David B. Held wrote:
> > Of course, the fourth way would be this:
> >
> > 4)
> > // policies are still ordinary class templates, but with
> > // arbitrary number and order of template parameters
> >
> > template< typename T >
> > struct ownership_policy1
> > {
> > //...
> > };
> >
> > template< typename P1, typename T, typename P2 > // here
> > struct ownership_policy2
> > {
> > //...
> > };
> >
> > template< typename T >
> > struct conversion_policy2
> > {
> > //...
> > };
> >
> > // use MPL's lambda:
> >
> > typedef smart_ptr< my
> > , ownership_policy1<_>
> > , conversion_policy1<_>
> > , ...
> > > my_ptr;
> >
> > typedef smart_ptr< my
> > , ownership_policy2<param1,_,param2> // here!
> > , conversion_policy1<_>
> > , ...
> > > my_ptr2;
> >
> > The 'smart_static_cast' implementation still would be the
> > same as above (the sane one!).
>
> ...needs some explaining!
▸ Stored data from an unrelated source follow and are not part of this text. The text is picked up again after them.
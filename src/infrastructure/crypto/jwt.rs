//! Local JWT token handling (HS256)

use chrono::{Duration, Utc};
use jsonwebtoken::{decode, encode, DecodingKey, EncodingKey, Header, Validation};
use serde::{Deserialize, Serialize};

/// JWT configuration
#[derive(Clone)]
pub struct JwtConfig {
    /// Secret key for signing tokens
    pub secret: String,
    /// Token expiration time in hours
    pub expiration_hours: i64,
    /// Issuer claim
    pub issuer: String,
}

impl JwtConfig {
    pub fn new(secret: impl Into<String>, expiration_hours: i64) -> Self {
        Self {
            secret: secret.into(),
            expiration_hours,
            issuer: "ev-booking-service".to_string(),
        }
    }
}

/// JWT claims for locally issued tokens
#[derive(Debug, Serialize, Deserialize, Clone)]
pub struct TokenClaims {
    /// Subject (user ID)
    pub sub: String,
    /// Username
    pub username: String,
    /// User role
    pub role: String,
    /// Expiration time (Unix timestamp)
    pub exp: i64,
    /// Issued at (Unix timestamp)
    pub iat: i64,
    /// Issuer
    pub iss: String,
}

impl TokenClaims {
    pub fn new(user_id: &str, username: &str, role: &str, config: &JwtConfig) -> Self {
        let now = Utc::now();
        let exp = now + Duration::hours(config.expiration_hours);

        Self {
            sub: user_id.to_string(),
            username: username.to_string(),
            role: role.to_string(),
            exp: exp.timestamp(),
            iat: now.timestamp(),
            iss: config.issuer.clone(),
        }
    }

    pub fn is_expired(&self) -> bool {
        Utc::now().timestamp() > self.exp
    }
}

/// Create a JWT token for a user
pub fn create_token(
    user_id: &str,
    username: &str,
    role: &str,
    config: &JwtConfig,
) -> Result<String, jsonwebtoken::errors::Error> {
    let token_claims = TokenClaims::new(user_id, username, role, config);

    encode(
        &Header::default(),
        &token_claims,
        &EncodingKey::from_secret(config.secret.as_bytes()),
    )
}

/// Verify and decode a JWT token
pub fn verify_token(
    token: &str,
    config: &JwtConfig,
) -> Result<TokenClaims, jsonwebtoken::errors::Error> {
    let mut validation = Validation::default();
    validation.set_issuer(&[&config.issuer]);

    let token_data = decode::<TokenClaims>(
        token,
        &DecodingKey::from_secret(config.secret.as_bytes()),
        &validation,
    )?;

    Ok(token_data.claims)
}
//! Charging session lifecycle business logic

use std::sync::Arc;

use chrono::Utc;
use log::info;

use crate::domain::{ChargingSession, DomainError, DomainResult, RepositoryProvider};

/// Service for starting and ending charging sessions
pub struct SessionService {
    repos: Arc<dyn RepositoryProvider>,
}

impl SessionService {
    pub fn new(repos: Arc<dyn RepositoryProvider>) -> Self {
        Self { repos }
    }

    /// Start a session at a station. The station must exist and be
    /// available; it is marked occupied for the session's duration.
    pub async fn start_session(
        &self,
        user_id: &str,
        station_id: i32,
    ) -> DomainResult<ChargingSession> {
        let station = self.repos.stations().find_by_id(station_id).await?;

        let mut station = match station {
            Some(s) if s.is_available() => s,
            _ => {
                return Err(DomainError::Validation(
                    "Station not available!".to_string(),
                ))
            }
        };

        station.occupy();
        self.repos.stations().update(station).await?;

        let session = self
            .repos
            .sessions()
            .save(ChargingSession::start(user_id, station_id))
            .await?;
        info!(
            "Session {} started at station {} by user {}",
            session.id, station_id, user_id
        );
        Ok(session)
    }

    /// Complete a session and return its station to the available pool.
    pub async fn end_session(&self, session_id: i32) -> DomainResult<ChargingSession> {
        let mut session = self
            .repos
            .sessions()
            .find_by_id(session_id)
            .await?
            .ok_or_else(|| DomainError::not_found("Session", session_id))?;

        session.complete(Utc::now());
        self.repos.sessions().update(session.clone()).await?;

        if let Some(mut station) = self.repos.stations().find_by_id(session.station_id).await? {
            station.release();
            self.repos.stations().update(station).await?;
        }

        info!("Session {} ended", session_id);
        Ok(session)
    }
}
//! Charging station domain model

use serde::{Deserialize, Serialize};

/// Occupancy status of a station
#[derive(Debug, Clone, Copy, PartialEq, Eq, Serialize, Deserialize)]
pub enum StationStatus {
    Available,
    Occupied,
}

impl StationStatus {
    pub fn as_str(&self) -> &'static str {
        match self {
            StationStatus::Available => "available",
            StationStatus::Occupied => "occupied",
        }
    }

    pub fn from_str(s: &str) -> Self {
        match s {
            "occupied" => StationStatus::Occupied,
            _ => StationStatus::Available,
        }
    }
}

/// A charging station operated by an energy provider
#[derive(Debug, Clone, PartialEq, Serialize, Deserialize)]
pub struct ChargingStation {
    pub id: i32,
    pub name: String,
    pub location: String,
    pub capacity: i32,
    pub status: StationStatus,
    pub station_type: Option<String>,
    pub pricing: Option<String>,
    pub speed: Option<String>,
}

impl ChargingStation {
    pub fn new(name: impl Into<String>, location: impl Into<String>, capacity: i32) -> Self {
        Self {
            id: 0,
            name: name.into(),
            location: location.into(),
            capacity,
            status: StationStatus::Available,
            station_type: None,
            pricing: None,
            speed: None,
        }
    }

    pub fn is_available(&self) -> bool {
        self.status == StationStatus::Available
    }

    /// Mark the station occupied by a charging session
    pub fn occupy(&mut self) {
        self.status = StationStatus::Occupied;
    }

    /// Return the station to the available pool
    pub fn release(&mut self) {
        self.status = StationStatus::Available;
    }
}
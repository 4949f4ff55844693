//! Station module — public listing and authenticated creation

pub mod dto;
pub mod handlers;

pub use dto::*;
pub use handlers::*;
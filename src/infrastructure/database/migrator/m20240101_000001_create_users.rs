//! Create users table

use sea_orm_migration::prelude::*;

#[derive(DeriveMigrationName)]
pub struct Migration;

#[async_trait::async_trait]
impl MigrationTrait for Migration {
    async fn up(&self, manager: &SchemaManager) -> Result<(), DbErr> {
        manager
            .create_table(
                Table::create()
                    .table(Users::Table)
                    .if_not_exists()
                    .col(
                        ColumnDef::new(Users::Id)
                            .string()
                            .not_null()
                            .primary_key(),
                    )
                    .col(
                        ColumnDef::new(Users::Username)
                            .string_len(50)
                            .not_null()
                            .unique_key(),
                    )
                    .col(ColumnDef::new(Users::PasswordHash).string().not_null())
                    .col(
                        ColumnDef::new(Users::Role)
                            .string_len(50)
                            .not_null()
                            .default("user"),
                    )
                    .col(
                        ColumnDef::new(Users::CreatedAt)
                            .timestamp_with_time_zone()
                            .not_null(),
                    )
                    .to_owned(),
            )
            .await
    }

    async fn down(&self, manager: &SchemaManager) -> Result<(), DbErr> {
        manager
            .drop_table(Table::drop().table(Users::Table).to_owned())
            .await
    }
}

#[derive(Iden)]
pub enum Users {
    Table,
    Id,
    Username,
    PasswordHash,
    Role,
    CreatedAt,
}
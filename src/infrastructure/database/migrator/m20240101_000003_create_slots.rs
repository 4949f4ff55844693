//! Create slots table

use sea_orm_migration::prelude::*;

use super::m20240101_000002_create_stations::ChargingStations;

#[derive(DeriveMigrationName)]
pub struct Migration;

#[async_trait::async_trait]
impl MigrationTrait for Migration {
    async fn up(&self, manager: &SchemaManager) -> Result<(), DbErr> {
        manager
            .create_table(
                Table::create()
                    .table(Slots::Table)
                    .if_not_exists()
                    .col(
                        ColumnDef::new(Slots::Id)
                            .integer()
                            .not_null()
                            .auto_increment()
                            .primary_key(),
                    )
                    .col(ColumnDef::new(Slots::StationId).integer().not_null())
                    .col(
                        ColumnDef::new(Slots::StartTime)
                            .timestamp_with_time_zone()
                            .not_null(),
                    )
                    .col(
                        ColumnDef::new(Slots::EndTime)
                            .timestamp_with_time_zone()
                            .not_null(),
                    )
                    .col(
                        ColumnDef::new(Slots::Status)
                            .string_len(50)
                            .not_null()
                            .default("available"),
                    )
                    .foreign_key(
                        ForeignKey::create()
                            .name("fk_slots_station")
                            .from(Slots::Table, Slots::StationId)
                            .to(ChargingStations::Table, ChargingStations::Id)
                            .on_delete(ForeignKeyAction::Cascade),
                    )
                    .to_owned(),
            )
            .await?;

        manager
            .create_index(
                Index::create()
                    .name("idx_slots_station")
                    .table(Slots::Table)
                    .col(Slots::StationId)
                    .to_owned(),
            )
            .await
    }

    async fn down(&self, manager: &SchemaManager) -> Result<(), DbErr> {
        manager
            .drop_table(Table::drop().table(Slots::Table).to_owned())
            .await
    }
}

#[derive(Iden)]
pub enum Slots {
    Table,
    Id,
    StationId,
    StartTime,
    EndTime,
    Status,
}
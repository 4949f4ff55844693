//! EV-owner module — provider discovery, station filtering, booking, history

pub mod dto;
pub mod handlers;

pub use dto::*;
pub use handlers::*;
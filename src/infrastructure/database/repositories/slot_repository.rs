//! SeaORM implementation of SlotRepository

use async_trait::async_trait;
use log::debug;
use sea_orm::{
    ActiveModelTrait, ColumnTrait, DatabaseConnection, EntityTrait, NotSet, QueryFilter,
    QueryOrder, Set,
};

use crate::domain::slot::{Slot, SlotRepository, SlotStatus};
use crate::domain::{DomainError, DomainResult};
use crate::infrastructure::database::entities::slot;

pub struct SeaOrmSlotRepository {
    db: DatabaseConnection,
}

impl SeaOrmSlotRepository {
    pub fn new(db: DatabaseConnection) -> Self {
        Self { db }
    }
}

fn model_to_domain(m: slot::Model) -> Slot {
    Slot {
        id: m.id,
        station_id: m.station_id,
        start_time: m.start_time,
        end_time: m.end_time,
        status: SlotStatus::from_str(&m.status),
    }
}

fn db_err(e: sea_orm::DbErr) -> DomainError {
    DomainError::Database(e.to_string())
}

#[async_trait]
impl SlotRepository for SeaOrmSlotRepository {
    async fn save(&self, s: Slot) -> DomainResult<Slot> {
        debug!("Saving slot for station {}", s.station_id);
        let model = slot::ActiveModel {
            id: NotSet,
            station_id: Set(s.station_id),
            start_time: Set(s.start_time),
            end_time: Set(s.end_time),
            status: Set(s.status.as_str().to_string()),
        };
        let inserted = model.insert(&self.db).await.map_err(db_err)?;
        Ok(model_to_domain(inserted))
    }

    async fn find_by_id(&self, id: i32) -> DomainResult<Option<Slot>> {
        let model = slot::Entity::find_by_id(id)
            .one(&self.db)
            .await
            .map_err(db_err)?;
        Ok(model.map(model_to_domain))
    }

    async fn find_by_station(&self, station_id: i32) -> DomainResult<Vec<Slot>> {
        let models = slot::Entity::find()
            .filter(slot::Column::StationId.eq(station_id))
            .order_by_asc(slot::Column::StartTime)
            .all(&self.db)
            .await
            .map_err(db_err)?;
        Ok(models.into_iter().map(model_to_domain).collect())
    }

    async fn update(&self, s: Slot) -> DomainResult<()> {
        debug!("Updating slot: {}", s.id);
        let existing = slot::Entity::find_by_id(s.id)
            .one(&self.db)
            .await
            .map_err(db_err)?
            .ok_or_else(|| DomainError::not_found("Slot", s.id))?;

        let mut active: slot::ActiveModel = existing.into();
        active.start_time = Set(s.start_time);
        active.end_time = Set(s.end_time);
        active.status = Set(s.status.as_str().to_string());
        active.update(&self.db).await.map_err(db_err)?;
        Ok(())
    }

    async fn delete(&self, id: i32) -> DomainResult<bool> {
        debug!("Deleting slot: {}", id);
        let result = slot::Entity::delete_by_id(id)
            .exec(&self.db)
            .await
            .map_err(db_err)?;
        Ok(result.rows_affected > 0)
    }
}
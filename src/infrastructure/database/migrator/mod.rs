//! Database migrations module

pub use sea_orm_migration::prelude::*;

mod m20240101_000001_create_users;
mod m20240101_000002_create_stations;
mod m20240101_000003_create_slots;
mod m20240101_000004_create_charging_sessions;
mod m20240101_000005_create_bookings;

pub struct Migrator;

#[async_trait::async_trait]
impl MigratorTrait for Migrator {
    fn migrations() -> Vec<Box<dyn MigrationTrait>> {
        vec![
            Box::new(m20240101_000001_create_users::Migration),
            Box::new(m20240101_000002_create_stations::Migration),
            Box::new(m20240101_000003_create_slots::Migration),
            Box::new(m20240101_000004_create_charging_sessions::Migration),
            Box::new(m20240101_000005_create_bookings::Migration),
        ]
    }
}
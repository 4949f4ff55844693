//! Slot repository interface

use async_trait::async_trait;

use super::model::Slot;
use crate::domain::DomainResult;

#[async_trait]
pub trait SlotRepository: Send + Sync {
    /// Insert a slot and return it with its assigned id
    async fn save(&self, slot: Slot) -> DomainResult<Slot>;
    async fn find_by_id(&self, id: i32) -> DomainResult<Option<Slot>>;
    async fn find_by_station(&self, station_id: i32) -> DomainResult<Vec<Slot>>;
    async fn update(&self, slot: Slot) -> DomainResult<()>;
    /// Delete a slot. Returns false when no such slot existed.
    async fn delete(&self, id: i32) -> DomainResult<bool>;
}
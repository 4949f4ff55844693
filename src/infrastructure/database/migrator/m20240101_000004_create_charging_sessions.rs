//! Create charging_sessions table

use sea_orm_migration::prelude::*;

use super::m20240101_000001_create_users::Users;
use super::m20240101_000002_create_stations::ChargingStations;

#[derive(DeriveMigrationName)]
pub struct Migration;

#[async_trait::async_trait]
impl MigrationTrait for Migration {
    async fn up(&self, manager: &SchemaManager) -> Result<(), DbErr> {
        manager
            .create_table(
                Table::create()
                    .table(ChargingSessions::Table)
                    .if_not_exists()
                    .col(
                        ColumnDef::new(ChargingSessions::Id)
                            .integer()
                            .not_null()
                            .auto_increment()
                            .primary_key(),
                    )
                    .col(ColumnDef::new(ChargingSessions::UserId).string().not_null())
                    .col(
                        ColumnDef::new(ChargingSessions::StationId)
                            .integer()
                            .not_null(),
                    )
                    .col(
                        ColumnDef::new(ChargingSessions::StartTime)
                            .timestamp_with_time_zone()
                            .not_null(),
                    )
                    .col(ColumnDef::new(ChargingSessions::EndTime).timestamp_with_time_zone())
                    .col(
                        ColumnDef::new(ChargingSessions::Status)
                            .string_len(50)
                            .not_null()
                            .default("in_progress"),
                    )
                    .foreign_key(
                        ForeignKey::create()
                            .name("fk_sessions_user")
                            .from(ChargingSessions::Table, ChargingSessions::UserId)
                            .to(Users::Table, Users::Id)
                            .on_delete(ForeignKeyAction::Cascade),
                    )
                    .foreign_key(
                        ForeignKey::create()
                            .name("fk_sessions_station")
                            .from(ChargingSessions::Table, ChargingSessions::StationId)
                            .to(ChargingStations::Table, ChargingStations::Id)
                            .on_delete(ForeignKeyAction::Cascade),
                    )
                    .to_owned(),
            )
            .await?;

        manager
            .create_index(
                Index::create()
                    .name("idx_sessions_user")
                    .table(ChargingSessions::Table)
                    .col(ChargingSessions::UserId)
                    .to_owned(),
            )
            .await
    }

    async fn down(&self, manager: &SchemaManager) -> Result<(), DbErr> {
        manager
            .drop_table(Table::drop().table(ChargingSessions::Table).to_owned())
            .await
    }
}

#[derive(Iden)]
pub enum ChargingSessions {
    Table,
    Id,
    UserId,
    StationId,
    StartTime,
    EndTime,
    Status,
}
//! Business logic and use cases

pub mod services;

pub use services::{
    BookingService, NotificationService, PaymentDetails, PaymentProcessor, SessionService,
    StationService, StubPaymentProcessor,
};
I have a vague notion that MPL::lambda is
> "currying a metafunction"?

Yes, in the simplest case; basically you spell out a metafunction with some
arguments filled and some missing:

    typedef is_same<_,int> f;

and MPL allows you to convert it to metafunction-class - and after that you
can do whatever you want with it:

    template< typename Predicate > struct my
    {
        // turn 'Predicate' into a metafunction-class
        typedef typename mpl::lambda<Predicate>::type pred_;

        // now we can apply it!
        typedef mpl::apply<pred_,int>::type res_;
    };

BOOST_STATIC_ASSERT(my<f>::res_::value)

There are two things worth mentioning about this example:

 a) the ability of 'my' template to handle lambda expressions doesn't affect
its ability to work with ordinary, "plain" metafunction-classes:

    struct always_true
    {
        template< typename T > struct apply
            : mpl::true_c
        {
        };
    };

    // no problem!
    BOOST_STATIC_ASSERT(my<always_true>::res_::value)

 b) lambda expressions might be much much more complicated

    typedef or_<
          is_same<_,int>
        , equal< sizeof_<_>, sizeof_< add_pointer<_> >
> f2;

 and yet you don't need to change 'my' implementation in any way in order to
make it handle something like the above - it just works:

    // no problem as well
    BOOST_STATIC_ASSERT(my<f2>::res_::value)

> It is producing a unary metafunction class?

A metafunction class, yes. The arity depends on the arity of the original
lambda expression, obviously:

    typedef lambda< plus<_,_,_,_> >::type f4; // arity == 4
    typedef lambda< plus<_,int_c<5>,_,_> >::type f3; // arity == 3
    typedef lambda< is_same<_,_> >::type f2; // binary
    typedef lambda< is_same<void,_> >::type f1; // unary
    typedef lambda< ownership_policy1<_> >::type g1; // unary

> You lost me on how this gets implemented.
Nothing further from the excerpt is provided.